Abstract

DNA methylation is one of the most studied epigenetic modifications that has applications ranging from transcriptional regulation to aging, and can be assessed by bisulfite sequencing (BS-seq) or enzymatic methyl sequencing (EM-seq) at single base-pair resolution. The permutations of methylation statuses given by aligned reads reflect the methylation patterns of individual cells. These patterns at specific genomic locations are sought to be indicative of cellular heterogeneity within a cellular population, which are predictive of developments and diseases; therefore, methylation heterogeneity has potentials in early detection of these changes.
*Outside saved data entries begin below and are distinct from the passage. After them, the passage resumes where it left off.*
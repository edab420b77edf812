//! small graphs shared by the traversal unit tests.

use super::{Edge, EdgeKind, StreetEdge};
use crate::model::{
    graph::{
        EdgeId, Graph, PatternEdges, RentalFormFactor, StreetTraversalPermission,
        VehicleParking, VehicleRentalPlace, VertexId, VertexKind,
    },
    request::{RoutingContext, RoutingRequest},
    state::{StateRef, TraversalState},
};
use chrono::NaiveDate;
use geo::{coord, line_string, Coord};
use std::sync::Arc;
use wayfare_timetable::{
    pattern::{Accessibility, Route, StopId, StopPattern, TransitMode, Trip, TripPattern},
    realtime::TimetableSnapshotSource,
    schedule::{Timetable, TripTimes},
    service::ServiceCalendar,
};

/// 2024-01-10 00:00 UTC
pub const MIDNIGHT: i64 = 1_704_844_800;
/// 2024-01-10 08:00 UTC
pub const T0: i64 = MIDNIGHT + 8 * 3600;

fn intersection() -> VertexKind {
    VertexKind::Intersection {
        traffic_light: false,
        free_flowing: false,
    }
}

fn street(from: Coord<f64>, to: Coord<f64>) -> EdgeKind {
    EdgeKind::Street(StreetEdge::new(
        line_string![from, to],
        StreetTraversalPermission::ALL,
    ))
}

fn context(graph: &Graph, request: RoutingRequest, time: i64) -> RoutingContext {
    RoutingContext::new(
        Arc::new(request),
        Arc::new(graph.clone()),
        &TimetableSnapshotSource::new(),
        time,
    )
}

fn traverse_one(graph: &Graph, id: EdgeId, s0: &StateRef, ctx: &RoutingContext) -> StateRef {
    edge(graph, id)
        .traverse(s0, ctx)
        .into_states()
        .pop()
        .unwrap_or_else(|| panic!("test invariant failed: edge {id} was pruned"))
}

fn edge(graph: &Graph, id: EdgeId) -> &Edge {
    graph
        .edge(id)
        .unwrap_or_else(|e| panic!("test invariant failed: {e}"))
}

fn first_start(ctx: &RoutingContext, vertex: VertexId, time: i64) -> StateRef {
    TraversalState::initial_states(&ctx.request, vertex, time)
        .into_iter()
        .next()
        .unwrap_or_else(|| panic!("test invariant failed: no initial state"))
}

/// four intersections in an L: a north to b, then east to c and d. every
/// street is about 111m long and exists in both directions.
pub struct StreetGrid {
    pub graph: Graph,
    pub a: VertexId,
    pub b: VertexId,
    pub c: VertexId,
    pub d: VertexId,
    pub ab: EdgeId,
    pub bc: EdgeId,
    pub cd: EdgeId,
    pub ba: EdgeId,
    pub cb: EdgeId,
    pub dc: EdgeId,
}

impl StreetGrid {
    pub fn new() -> StreetGrid {
        let mut graph = Graph::default();
        let coords = [
            coord! { x: 0.0, y: 0.0 },
            coord! { x: 0.0, y: 0.001 },
            coord! { x: 0.001, y: 0.001 },
            coord! { x: 0.002, y: 0.001 },
        ];
        let ids = ["a", "b", "c", "d"]
            .into_iter()
            .zip(coords)
            .map(|(label, coord)| graph.add_vertex(label, coord, intersection()))
            .collect::<Vec<_>>();
        let mut link = |from: usize, to: usize| {
            graph
                .add_edge(ids[from], ids[to], street(coords[from], coords[to]))
                .unwrap_or_else(|e| panic!("test invariant failed: {e}"))
        };
        let (ab, bc, cd) = (link(0, 1), link(1, 2), link(2, 3));
        let (ba, cb, dc) = (link(1, 0), link(2, 1), link(3, 2));
        StreetGrid {
            graph,
            a: ids[0],
            b: ids[1],
            c: ids[2],
            d: ids[3],
            ab,
            bc,
            cd,
            ba,
            cb,
            dc,
        }
    }

    /// edits a street; its reverse twin is left untouched.
    pub fn set_street<F>(&mut self, id: EdgeId, f: F)
    where
        F: FnOnce(&mut StreetEdge),
    {
        match self.graph.edge_mut(id).map(|e| &mut e.kind) {
            Ok(EdgeKind::Street(street)) => f(street),
            _ => panic!("test invariant failed: {id} is not a street"),
        }
    }

    pub fn context(&self, request: RoutingRequest) -> RoutingContext {
        context(&self.graph, request, T0)
    }

    pub fn start(&self, ctx: &RoutingContext, vertex: VertexId) -> StateRef {
        first_start(ctx, vertex, T0)
    }

    pub fn starts(&self, ctx: &RoutingContext, vertex: VertexId) -> Vec<StateRef> {
        TraversalState::initial_states(&ctx.request, vertex, T0)
    }

    pub fn edge(&self, id: EdgeId) -> &Edge {
        edge(&self.graph, id)
    }

    pub fn traverse_one(&self, id: EdgeId, s0: &StateRef, ctx: &RoutingContext) -> StateRef {
        traverse_one(&self.graph, id, s0, ctx)
    }
}

/// a three-stop bus line along a street. each stop has a street vertex
/// linked to it in both directions; the first two street vertices are joined
/// by a street. trips `t1` and `t2` depart the first stop at 08:00 and 08:30,
/// take 300s per hop and dwell 60s at the middle stop.
pub struct TransitLine {
    pub graph: Graph,
    pub streets: Vec<VertexId>,
    pub stops: Vec<VertexId>,
    /// street vertex to stop
    pub links: Vec<EdgeId>,
    /// stop to street vertex
    pub links_out: Vec<EdgeId>,
    /// from the second street vertex to the first
    pub street_back: EdgeId,
    pub pattern_edges: PatternEdges,
}

impl TransitLine {
    pub fn new() -> TransitLine {
        TransitLine::build(Accessibility::Possible, [Accessibility::Possible; 2])
    }

    pub fn with_stop_accessibility(accessibility: Accessibility) -> TransitLine {
        TransitLine::build(accessibility, [Accessibility::Possible; 2])
    }

    /// accessibility of trips `t1` and `t2`
    pub fn with_trip_accessibility(t1: Accessibility, t2: Accessibility) -> TransitLine {
        TransitLine::build(Accessibility::Possible, [t1, t2])
    }

    fn build(accessibility: Accessibility, trip_accessibility: [Accessibility; 2]) -> TransitLine {
        let mut calendar = ServiceCalendar::utc();
        if let Some(date) = NaiveDate::from_ymd_opt(2024, 1, 10) {
            calendar.add_service(date, 1);
        }
        let mut graph = Graph::new(
            Arc::new(crate::model::graph::SimpleIntersectionCostModel::default()),
            calendar,
        );
        let mut streets = vec![];
        let mut stops = vec![];
        let mut links = vec![];
        let mut links_out = vec![];
        for i in 0..3 {
            let coord = coord! { x: 0.001 * i as f64, y: 0.0 };
            let street_vertex = graph.add_vertex(&format!("s{i}"), coord, intersection());
            let stop_vertex = graph.add_vertex(
                &format!("stop{i}"),
                coord,
                VertexKind::TransitStop {
                    stop: StopId::new(&format!("stop{i}")),
                    wheelchair_boarding: accessibility,
                },
            );
            let mut add = |from, to| {
                graph
                    .add_edge(from, to, EdgeKind::StationLink)
                    .unwrap_or_else(|e| panic!("test invariant failed: {e}"))
            };
            links.push(add(street_vertex, stop_vertex));
            links_out.push(add(stop_vertex, street_vertex));
            streets.push(street_vertex);
            stops.push(stop_vertex);
        }
        let street_back = graph
            .add_edge(
                streets[1],
                streets[0],
                street(coord! { x: 0.001, y: 0.0 }, coord! { x: 0.0, y: 0.0 }),
            )
            .unwrap_or_else(|e| panic!("test invariant failed: {e}"));

        let pattern_edges = graph
            .add_pattern(Arc::new(line_pattern(trip_accessibility)), &stops)
            .unwrap_or_else(|e| panic!("test invariant failed: {e}"));
        TransitLine {
            graph,
            streets,
            stops,
            links,
            links_out,
            street_back,
            pattern_edges,
        }
    }

    /// 07:50 on the service day
    pub fn morning(&self) -> i64 {
        T0 - 600
    }

    pub fn context(&self, request: RoutingRequest, time: i64) -> RoutingContext {
        context(&self.graph, request, time)
    }

    pub fn start(&self, ctx: &RoutingContext, vertex: VertexId, time: i64) -> StateRef {
        first_start(ctx, vertex, time)
    }

    pub fn edge(&self, id: EdgeId) -> &Edge {
        edge(&self.graph, id)
    }

    pub fn traverse_one(&self, id: EdgeId, s0: &StateRef, ctx: &RoutingContext) -> StateRef {
        traverse_one(&self.graph, id, s0, ctx)
    }

    pub fn board(&self, stop_index: usize) -> EdgeId {
        self.pattern_edges
            .board(stop_index)
            .unwrap_or_else(|| panic!("test invariant failed: no board edge at {stop_index}"))
    }

    pub fn alight(&self, stop_index: usize) -> EdgeId {
        self.pattern_edges
            .alight(stop_index)
            .unwrap_or_else(|| panic!("test invariant failed: no alight edge at {stop_index}"))
    }

    pub fn hop(&self, hop_index: usize) -> EdgeId {
        self.pattern_edges
            .hop(hop_index)
            .unwrap_or_else(|| panic!("test invariant failed: no hop {hop_index}"))
    }

    pub fn dwell(&self, stop_index: usize) -> EdgeId {
        self.pattern_edges
            .dwell(stop_index)
            .unwrap_or_else(|| panic!("test invariant failed: no dwell at {stop_index}"))
    }

    /// walks from a street vertex onto the stop of the same index.
    pub fn at_stop(&self, ctx: &RoutingContext, stop_index: usize, time: i64) -> StateRef {
        let s0 = self.start(ctx, self.streets[stop_index], time);
        self.traverse_one(self.links[stop_index], &s0, ctx)
    }
}

fn line_pattern(trip_accessibility: [Accessibility; 2]) -> TripPattern {
    let route = Route::new("r1", "agency", TransitMode::Bus);
    let mut timetable = Timetable::new(3);
    let trips = [("t1", 8 * 3600), ("t2", 8 * 3600 + 1800)];
    for ((id, start), accessibility) in trips.into_iter().zip(trip_accessibility) {
        let trip = Arc::new(Trip::new(id, &route.id, 1).with_accessibility(accessibility));
        let arrivals = vec![start, start + 300, start + 660];
        let departures = vec![start, start + 360, start + 660];
        let trip_times = TripTimes::new(trip, arrivals, departures)
            .unwrap_or_else(|e| panic!("test invariant failed: {e}"));
        timetable
            .add_trip_times(trip_times)
            .unwrap_or_else(|e| panic!("test invariant failed: {e}"));
    }
    let stops = (0..3).map(|i| StopId::new(&format!("stop{i}"))).collect();
    TripPattern::new("p1", route, StopPattern::new(stops), timetable)
}

/// two rental places joined through a street: origin place, street vertex
/// `o`, street `o -> d`, street vertex `d`, destination place.
pub struct RentalStreet {
    pub graph: Graph,
    pub origin_place: VertexId,
    pub destination_place: VertexId,
    pub origin_rental: EdgeId,
    pub destination_rental: EdgeId,
    pub origin_link: EdgeId,
    pub street: EdgeId,
    pub destination_link: EdgeId,
}

impl RentalStreet {
    pub fn new(origin: VehicleRentalPlace, destination: VehicleRentalPlace) -> RentalStreet {
        let mut graph = Graph::default();
        let o_coord = coord! { x: 0.0, y: 0.0 };
        let d_coord = coord! { x: 0.001, y: 0.0 };
        let origin_form_factor = origin.form_factor;
        let destination_form_factor = destination.form_factor;
        let origin_place =
            graph.add_vertex("origin", o_coord, VertexKind::RentalPlace(Arc::new(origin)));
        let o = graph.add_vertex("o", o_coord, intersection());
        let d = graph.add_vertex("d", d_coord, intersection());
        let destination_place = graph.add_vertex(
            "destination",
            d_coord,
            VertexKind::RentalPlace(Arc::new(destination)),
        );
        let mut add = |from, to, kind: EdgeKind| {
            graph
                .add_edge(from, to, kind)
                .unwrap_or_else(|e| panic!("test invariant failed: {e}"))
        };
        let rental = |form_factor: RentalFormFactor| EdgeKind::VehicleRental { form_factor };
        let origin_rental = add(origin_place, origin_place, rental(origin_form_factor));
        let destination_rental =
            add(destination_place, destination_place, rental(destination_form_factor));
        let origin_link = add(origin_place, o, EdgeKind::VehicleRentalLink);
        let street = add(o, d, street(o_coord, d_coord));
        let destination_link = add(d, destination_place, EdgeKind::VehicleRentalLink);
        RentalStreet {
            graph,
            origin_place,
            destination_place,
            origin_rental,
            destination_rental,
            origin_link,
            street,
            destination_link,
        }
    }

    pub fn context(&self, request: RoutingRequest) -> RoutingContext {
        context(&self.graph, request, T0)
    }

    pub fn start(&self, ctx: &RoutingContext, vertex: VertexId) -> StateRef {
        first_start(ctx, vertex, T0)
    }

    pub fn starts(&self, ctx: &RoutingContext, vertex: VertexId) -> Vec<StateRef> {
        TraversalState::initial_states(&ctx.request, vertex, T0)
    }

    pub fn edge(&self, id: EdgeId) -> &Edge {
        edge(&self.graph, id)
    }

    pub fn traverse_one(&self, id: EdgeId, s0: &StateRef, ctx: &RoutingContext) -> StateRef {
        traverse_one(&self.graph, id, s0, ctx)
    }

    /// picks up a vehicle at the origin place.
    pub fn rent_at_origin(&self, ctx: &RoutingContext) -> StateRef {
        let s0 = self.start(ctx, self.origin_place);
        self.traverse_one(self.origin_rental, &s0, ctx)
    }

    /// rides to the destination place and tries to return the vehicle there.
    pub fn return_at_destination(&self, renting: &StateRef, ctx: &RoutingContext) -> Option<StateRef> {
        let s = self.traverse_one(self.origin_link, renting, ctx);
        let s = self.traverse_one(self.street, &s, ctx);
        let s = self.traverse_one(self.destination_link, &s, ctx);
        self.edge(self.destination_rental)
            .traverse(&s, ctx)
            .into_states()
            .pop()
    }

    /// arrive-by: rides from the destination place back to the origin place.
    pub fn ride_back(&self, renting: &StateRef, ctx: &RoutingContext) -> StateRef {
        let s = self.traverse_one(self.destination_link, renting, ctx);
        let s = self.traverse_one(self.street, &s, ctx);
        self.traverse_one(self.origin_link, &s, ctx)
    }
}

/// a lone parking vertex with its parking loop edge.
pub struct ParkingLot {
    pub graph: Graph,
    pub lot: VertexId,
    pub parking: EdgeId,
}

impl ParkingLot {
    pub fn new(parking: VehicleParking) -> ParkingLot {
        let mut graph = Graph::default();
        let lot = graph.add_vertex(
            "lot",
            coord! { x: 0.0, y: 0.0 },
            VertexKind::Parking(Arc::new(parking)),
        );
        let parking = graph
            .add_edge(lot, lot, EdgeKind::VehicleParking)
            .unwrap_or_else(|e| panic!("test invariant failed: {e}"));
        ParkingLot {
            graph,
            lot,
            parking,
        }
    }

    pub fn context(&self, request: RoutingRequest) -> RoutingContext {
        context(&self.graph, request, T0)
    }

    pub fn start(&self, ctx: &RoutingContext) -> StateRef {
        first_start(ctx, self.lot, T0)
    }

    pub fn edge(&self) -> &Edge {
        edge(&self.graph, self.parking)
    }

    pub fn traverse_one(&self, s0: &StateRef, ctx: &RoutingContext) -> StateRef {
        traverse_one(&self.graph, self.parking, s0, ctx)
    }
}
Computational methods have been developed to assess methylation heterogeneity using methylation patterns formed by four consecutive CpGs, but the nature of shotgun sequencing often give partially observed patterns, which makes very limited data available for downstream analysis. While many programs are developed to impute genome-wide methylation levels, currently there is only one method developed for recovering partially observed methylation patterns; however, the program needs lots of data to train and cannot be used directly; therefore, we developed a probabilistic-based imputation method that uses information from neighbouring sites to recover partially observed methylation patterns speedily. It is demonstrated to allow for the evaluation of methylation heterogeneity at 15% more regions genome-wide with high accuracy for data with moderate depth. To make it more user-friendly we also provide a computational pipeline for genome-screening, which can be used in both evaluating methylation levels and profiling methylation patterns genomewide for all cytosine contexts, which is the first of its kind. Our method allows for accurate estimation of methylation levels and makes evaluating methylation heterogeneity available for much more data with reasonable coverage, which has important implications in using methylation heterogeneity for monitoring changes within the cellular populations that were impossible to detect for the assessment of development and diseases.

Highlights

  • Methylation is one of the most studied epigenetic modifications (Moore et al, 2013)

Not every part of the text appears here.